For this latest study, the researchers examined the shifts in bacteria causing ear infections following the introduction of the pneumococcal vaccine in the US.

Two populations of healthy children aged 6 to 36 months were included in the study.

The first group of children consisted of those who had experienced their first or second acute otitus media episode in life, while the second group consisted of children with difficult to treat otitus media.

All the children in the study had received the pneumococcal vaccine between September 2003 and June 2006.

Among 1,816 children in whom acute otitus media was diagnosed, middle ear fluid samples were taken from 212 children, yielding 59 cases of S pneumoniae infection.

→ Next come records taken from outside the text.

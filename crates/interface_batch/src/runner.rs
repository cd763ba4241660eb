//! One batch run: records in, rendered invoices out

use chrono::NaiveDate;
use serde::Serialize;
use std::fs;
use std::path::{Path, PathBuf};
use std::sync::Arc;

use core_kernel::{BatchRunId, BillingPeriod};
use domain_billing::{
    BillingWorkspace, ExporterChain, Invoice, InvoiceAggregator,
    InvoiceSequenceCounter, JsonExporter, PatientTestRecord, ShareOverrideTable,
};

use crate::config::BillingConfig;
use crate::error::BatchError;
use crate::intake::RejectedRow;

/// An invoice written to disk
#[derive(Debug, Clone, Serialize)]
pub struct GeneratedInvoice {
    pub center_name: String,
    pub invoice_number: String,
    pub net_payable: String,
    pub path: PathBuf,
}

/// A center whose invoice could not be produced
#[derive(Debug, Clone, Serialize)]
pub struct FailedCenter {
    pub center_name: String,
    pub reason: String,
}

/// What a run produced
#[derive(Debug, Clone, Serialize)]
pub struct BatchSummary {
    pub run_id: BatchRunId,
    pub period: Option<BillingPeriod>,
    pub issue_date: NaiveDate,
    pub generated: Vec<GeneratedInvoice>,
    pub failed: Vec<FailedCenter>,
    pub rejected_rows: Vec<RejectedRow>,
}

impl BatchSummary {
    pub fn has_failures(&self) -> bool {
        !self.failed.is_empty()
    }
}

/// Drives invoice generation for a whole batch
pub struct BatchRunner {
    config: BillingConfig,
    counter: Arc<InvoiceSequenceCounter>,
    exporters: ExporterChain,
}

impl BatchRunner {
    pub fn new(config: BillingConfig) -> Self {
        let counter = Arc::new(InvoiceSequenceCounter::new(config.invoice_sequence_start));
        Self {
            config,
            counter,
            exporters: ExporterChain::new().with(JsonExporter::pretty()),
        }
    }

    /// Replaces the exporter chain
    pub fn with_exporters(mut self, exporters: ExporterChain) -> Self {
        self.exporters = exporters;
        self
    }

    pub fn counter(&self) -> &Arc<InvoiceSequenceCounter> {
        &self.counter
    }

    /// Generates, renders and writes every invoice for the batch
    ///
    /// Per-center failures are collected in the summary; only setup
    /// problems (configuration, output directory) fail the run.
    pub fn run(
        &self,
        records: Vec<PatientTestRecord>,
        overrides: ShareOverrideTable,
        rejected_rows: Vec<RejectedRow>,
    ) -> Result<BatchSummary, BatchError> {
        let run_id = BatchRunId::new_v7();
        let issue_date = self.config.issue_date()?;
        let default_percentage = self.config.default_percentage()?;
        let period = match self.config.fixed_period()? {
            Some(period) => Some(period),
            None => period_covering(&records),
        };

        let mut summary = BatchSummary {
            run_id,
            period,
            issue_date,
            generated: Vec::new(),
            failed: Vec::new(),
            rejected_rows,
        };

        let Some(period) = period else {
            tracing::warn!(%run_id, "No records to invoice");
            return Ok(summary);
        };

        tracing::info!(%run_id, %period, %issue_date, records = records.len(), "Starting batch run");

        let aggregator = InvoiceAggregator::new(self.config.numbering())
            .with_counter(Arc::clone(&self.counter))
            .with_statutory_notes(self.config.statutory_notes.clone());
        let workspace = BillingWorkspace::new(records, aggregator).with_overrides(overrides);

        fs::create_dir_all(&self.config.output_dir).map_err(|source| BatchError::Io {
            path: self.config.output_dir.clone(),
            source,
        })?;

        let flat = workspace.generate_flat_rate_invoices(period, issue_date);
        let shared =
            workspace.generate_percentage_share_invoices(period, issue_date, default_percentage.value());

        for (center_name, result) in flat.into_iter().chain(shared) {
            match result.and_then(|invoice| self.write(&invoice).map(|path| (invoice, path))) {
                Ok((invoice, path)) => summary.generated.push(GeneratedInvoice {
                    center_name,
                    invoice_number: invoice.invoice_number().to_string(),
                    net_payable: invoice.net_payable().to_string(),
                    path,
                }),
                Err(e) => summary.failed.push(FailedCenter {
                    center_name,
                    reason: e.to_string(),
                }),
            }
        }

        tracing::info!(
            %run_id,
            generated = summary.generated.len(),
            failed = summary.failed.len(),
            rejected_rows = summary.rejected_rows.len(),
            "Batch run complete"
        );
        Ok(summary)
    }

    fn write(&self, invoice: &Invoice) -> Result<PathBuf, domain_billing::BillingError> {
        let rendered = self.exporters.render(invoice)?;
        let path = output_path(&self.config.output_dir, invoice, rendered.content_type);
        fs::write(&path, &rendered.bytes)
            .map_err(|e| domain_billing::BillingError::Export(format!("{}: {}", path.display(), e)))?;
        tracing::debug!(path = %path.display(), exporter = %rendered.exporter, "Invoice written");
        Ok(path)
    }
}

/// Period from the earliest to the latest registration date
pub fn period_covering(records: &[PatientTestRecord]) -> Option<BillingPeriod> {
    let start = records.iter().map(|r| r.registered_date).min()?;
    let end = records.iter().map(|r| r.registered_date).max()?;
    Some(BillingPeriod { start, end })
}

/// File name for an invoice: its number with `/` replaced
pub fn output_path(dir: &Path, invoice: &Invoice, content_type: &str) -> PathBuf {
    let extension = match content_type {
        "application/json" => "json",
        "text/csv" => "csv",
        _ => "bin",
    };
    let stem = invoice.invoice_number().to_string().replace('/', "_");
    dir.join(format!("{}.{}", stem, extension))
}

The researchers found that one strain of S pneumoniae belonging to the serotype 19A was a new genotype and was resistant to all antibiotics approved in the US for use in children with ear infection.

This strain was identified in nine children, four of which had been unsuccessfully treated with two or more antibiotics.

Lead researcher Dr Michael Pichichero, from the University of Rochester in New York, said that the observations were clearly worrying, especially as there were no new antibiotics available for acute otitis media in children.

‘The study suggests that an expanded pneumococcal conjugate vaccine to include additional serotypes may be needed sooner than previously thought.’